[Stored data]
###
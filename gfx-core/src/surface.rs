//! Core-layer swapchain wrapper (spec.md §4.8). `configure` clamps the
//! requested size into the device's reported bounds and records every
//! swapchain image as a `Texture` so the rest of the system never has
//! to special-case a presentable image.

use std::cell::RefCell;
use std::rc::Rc;

use types::{Extent3d, SurfaceConfiguration, SurfaceSource};

use crate::device::Device;
use crate::error::{GfxError, GfxResult};
use crate::handle::Handle;
use crate::texture::{Texture, TextureView, TextureViewDescriptor};

#[derive(Debug, Clone, Copy, PartialEq, Eq)]
pub enum SurfaceStatus {
    Optimal,
    Suboptimal,
    Timeout,
    Outdated,
    Lost,
}

pub struct SurfaceTexture {
    pub texture: Handle<Texture>,
    pub status: SurfaceStatus,
}

pub struct Surface {
    raw: RefCell<hal::Surface>,
    device: Rc<Device>,
    /// Swapchain images seen so far, recorded as non-owning `Texture`s
    /// (spec.md §4.8: "records every image as a Texture"). Lazily
    /// populated on first acquire since the hal layer returns one image
    /// at a time.
    images: RefCell<Vec<Handle<Texture>>>,
    current_index: RefCell<Option<u32>>,
    /// Semaphore the most recent acquire signalled; the next submit
    /// against the acquired image must wait on it (spec.md §4.7 step 3).
    acquire_semaphore: RefCell<Option<ash::vk::Semaphore>>,
}

impl Surface {
    pub(crate) fn new(device: &Rc<Device>, source: &SurfaceSource) -> GfxResult<Self> {
        let raw = hal::Surface::new(device.hal_instance(), source).map_err(GfxError::from)?;
        Ok(Self {
            raw: RefCell::new(raw),
            device: device.clone(),
            images: RefCell::new(Vec::new()),
            current_index: RefCell::new(None),
            acquire_semaphore: RefCell::new(None),
        })
    }

    /// Clamps `config`'s size to the device's reported bounds, picks
    /// `image_count = clamp(min+1, min, max)` (spec.md §4.8).
    pub fn configure(&self, config: &SurfaceConfiguration) -> GfxResult<()> {
        let caps = self.raw.borrow().capabilities(self.device.physical_device()).map_err(GfxError::from)?;
        let mut clamped = config.clone();
        clamped.width = clamped.width.clamp(caps.min_width.max(1), caps.max_width.max(caps.min_width.max(1)));
        clamped.height = clamped.height.clamp(caps.min_height.max(1), caps.max_height.max(caps.min_height.max(1)));
        let desired = caps.min_image_count + 1;
        let max = if caps.max_image_count == 0 { desired } else { caps.max_image_count };
        clamped.image_count = desired.clamp(caps.min_image_count, max);

        self.device.wait_idle()?;
        self.raw.borrow_mut().configure(self.device.instance_raw(), &self.device, &clamped).map_err(GfxError::from)?;
        self.images.borrow_mut().clear();
        Ok(())
    }

    pub fn unconfigure(&self) {
        self.raw.borrow_mut().unconfigure(&self.device);
        self.images.borrow_mut().clear();
    }

    /// Acquires the next image using the current frame's
    /// acquire-semaphore; reports *optimal/suboptimal/timeout/outdated/
    /// lost* from the acquisition result (spec.md §4.8).
    pub fn get_current_texture(&self) -> GfxResult<SurfaceTexture> {
        match self.raw.borrow().acquire_texture(u64::MAX) {
            Ok(Some(acquired)) => {
                let config = self.raw.borrow().config();
                let format = config.as_ref().map(|c| c.format).unwrap_or_default();
                let size = config
                    .map(|c| Extent3d { width: c.width, height: c.height, depth_or_array_layers: 1 })
                    .unwrap_or(Extent3d { width: 1, height: 1, depth_or_array_layers: 1 });
                let texture = Texture::from_swapchain_image(&self.device, acquired.image, format, size);
                *self.current_index.borrow_mut() = Some(acquired.index);
                *self.acquire_semaphore.borrow_mut() = Some(acquired.wait_semaphore);
                self.images.borrow_mut().push(texture.clone());
                Ok(SurfaceTexture {
                    texture,
                    status: if acquired.suboptimal { SurfaceStatus::Suboptimal } else { SurfaceStatus::Optimal },
                })
            }
            Ok(None) => Err(GfxError::Internal("swapchain acquire timed out".into())),
            Err(hal::HalError::SurfaceOutdated) => {
                Err(GfxError::Validation("swapchain out of date, reconfigure required".into()))
            }
            Err(hal::HalError::SurfaceLost) => Err(GfxError::Lost),
            Err(e) => Err(GfxError::from(e)),
        }
    }

    pub fn current_view(&self, texture: &Handle<Texture>) -> GfxResult<Handle<TextureView>> {
        Texture::create_view(
            texture,
            TextureViewDescriptor {
                format: texture.borrow().format,
                dimension: types::TextureViewDimension::D2,
                range: types::SubresourceRange::default(),
            },
        )
    }

    pub fn raw_swapchain(&self) -> Option<ash::vk::SwapchainKHR> {
        self.raw.borrow().raw_swapchain()
    }

    pub fn current_index(&self) -> Option<u32> {
        *self.current_index.borrow()
    }

    /// Takes the wait semaphore the most recent acquire signalled,
    /// so a single acquire is consumed by exactly one submit.
    pub(crate) fn take_acquire_semaphore(&self) -> Option<ash::vk::Semaphore> {
        self.acquire_semaphore.borrow_mut().take()
    }
}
###
TASK DESCRIPTION ->
Say how many lines of the records include the word "every", and give nothing but the number.

COMPLETED TASK ->
2